Any doubt of that was wiped away as easily as Ward erased the number 98 on his barn chalkboard and changed it to 97, one recent morning at Gulfstream Park. That was the number of days left until the 135th Derby at Churchill Downs. It’s now down to 93 — not that Ward needs a reminder.

“That’s for my help, to understand why everything is so critical,” he said at Gulfstream, where Beethoven will begin his 3-year-old campaign in Saturday’s Grade III Holy Bull Stakes. He’ll start from post 11 in a field of 11.

Then there’s Ward’s training book, in which one horse’s plans are laid out more than a week ahead. That’s Beethoven, whose schedule has been doped out for the next three months.

“This is a run date,” Ward said, pointing to May 2 in the book. “This is all his works. This is how many days until the race. He hasn’t run since Nov. 29, so he’s had about 60 days.”

“If I can get a really good performance in the mile and an eighth, I can wait the 56 days or whatever it is until the (March 28th) Florida Derby, then five weeks back to the Kentucky Derby. But if I don’t have a good race, then I have to question whether or not I can keep him at the level I want him to be just by training.”

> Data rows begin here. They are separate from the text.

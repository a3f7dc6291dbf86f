/**
 * Realtime WebSocket Endpoint
 *
 * `GET /ws` upgrades to a WebSocket and runs one chat session over it.
 *
 * # Connection Lifecycle
 *
 * 1. The connection is registered with a fresh outbound `mpsc` queue
 * 2. A writer task drains the queue into the socket as JSON text frames
 * 3. The read loop decodes each frame and awaits its handler to completion,
 *    so events from one connection are processed strictly in order
 * 4. On close or read error the session is torn down and the writer aborted
 */

use axum::{
    extract::{
        ws::{Message, WebSocket},
        State, WebSocketUpgrade,
    },
    response::IntoResponse,
};
use futures_util::{SinkExt, StreamExt};
use tokio::sync::mpsc;

use crate::backend::chat::handlers::ChatSession;
use crate::backend::server::state::AppState;
use crate::shared::event::ServerEvent;

/// Handle GET /ws
pub async fn handle_ws_upgrade(
    State(state): State<AppState>,
    ws: WebSocketUpgrade,
) -> impl IntoResponse {
    ws.on_upgrade(move |socket| run_connection(socket, state))
}

async fn run_connection(socket: WebSocket, state: AppState) {
    let (mut sink, mut stream) = socket.split();
    let (tx, mut rx) = mpsc::unbounded_channel::<ServerEvent>();

    let connection_id = state.registry.register(tx);
    let session = ChatSession::from_state(connection_id, &state);
    tracing::info!("[Realtime] Connection {} opened", connection_id);

    let mut writer = tokio::spawn(async move {
        while let Some(event) = rx.recv().await {
            let text = match serde_json::to_string(&event) {
                Ok(text) => text,
                Err(e) => {
                    tracing::error!("[Realtime] Failed to encode {} event: {}", event.name(), e);
                    continue;
                }
            };
            if sink.send(Message::Text(text.into())).await.is_err() {
                break;
            }
        }
    });

    loop {
        tokio::select! {
            frame = stream.next() => match frame {
                Some(Ok(Message::Text(text))) => session.handle_text(text.as_str()).await,
                Some(Ok(Message::Binary(bytes))) => match std::str::from_utf8(&bytes) {
                    Ok(text) => session.handle_text(text).await,
                    Err(_) => tracing::debug!("[Realtime] Ignoring non-UTF-8 binary frame on {}", connection_id),
                },
                Some(Ok(Message::Close(_))) | None => break,
                // Pings are answered by axum
                Some(Ok(_)) => {}
                Some(Err(e)) => {
                    tracing::debug!("[Realtime] Read error on {}: {}", connection_id, e);
                    break;
                }
            },
            // Writer ended: the peer stopped accepting frames
            _ = &mut writer => break,
        }
    }

    session.disconnect();
    writer.abort();
}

Ward said he also used such far-reaching planning with 2001 Derby winner Monarchos, but there’s a big difference. Monarchos ran only twice at 2 before breaking his maiden early in Gulfstream’s winter meet.

Beethoven already has raced five times, with three victories and a defeat in a photo finish. He won Churchill’s Grade II, 1 1/16-mile Kentucky Jockey Club in a three-horse photo in his last start on Nov. 29th.

“If he runs the race I think he’s going to run, then I don’t have to wear the brake pads out,” Ward said of the Holy Bull. “I don’t have to burn him up for the Florida Derby, and the Florida Derby will set him up the way this horse likes to train. So what does that leave me? Hopefully, an animal that is healthy and not overtrained or overraced going into the Derby.”

“The difference between him and Monarchos is that he already knows how to execute. Monarchos was just learning.”

For Ward and owner John Oxley, there would be a sense of justice should Beethoven continue on the Derby path. He is a son of Sky Mesa, who won the Hopeful at Saratoga and the Breeders’ Futurity at Keeneland before his 2003 Derby aspirations were derailed by injury.

Ward and his wife, Donna, say Beethoven reminds them of Sky Mesa.

“The Sky Mesas have so much speed,” Donna Ward said. “Sky Mesa himself had a lot of speed, but he liked to break, let the really top speed run by him and sit still and close. And this horse definitely wants to do that.”

In the Kentucky Jockey Club, jockey Calvin Borel got Beethoven through on the rail to prevail by a neck over Giant Oak, with Iroquois winner Capt. Candyman Can another neck back.

“Very rarely at that time of year do you see three 2-year-olds look each other in the eye and come running down the stretch,” Donna Ward said. “And they were driving down the stretch. It was the first time he’d had to be on that inside rail, because he’s won his races on the outside.”

“I saw places in the race where Beethoven was looking like, ‘Are we going to move out?’ And Calvin was saying, ‘No, we’re going to stay right here.’ What I thought was neat was when Calvin finally threw his head at him, his ears went forward and he just pulled away. I think he has a lot to still learn — that’s what’s so good. The worst thing you can do is be at this time of the year and think the best has been seen.”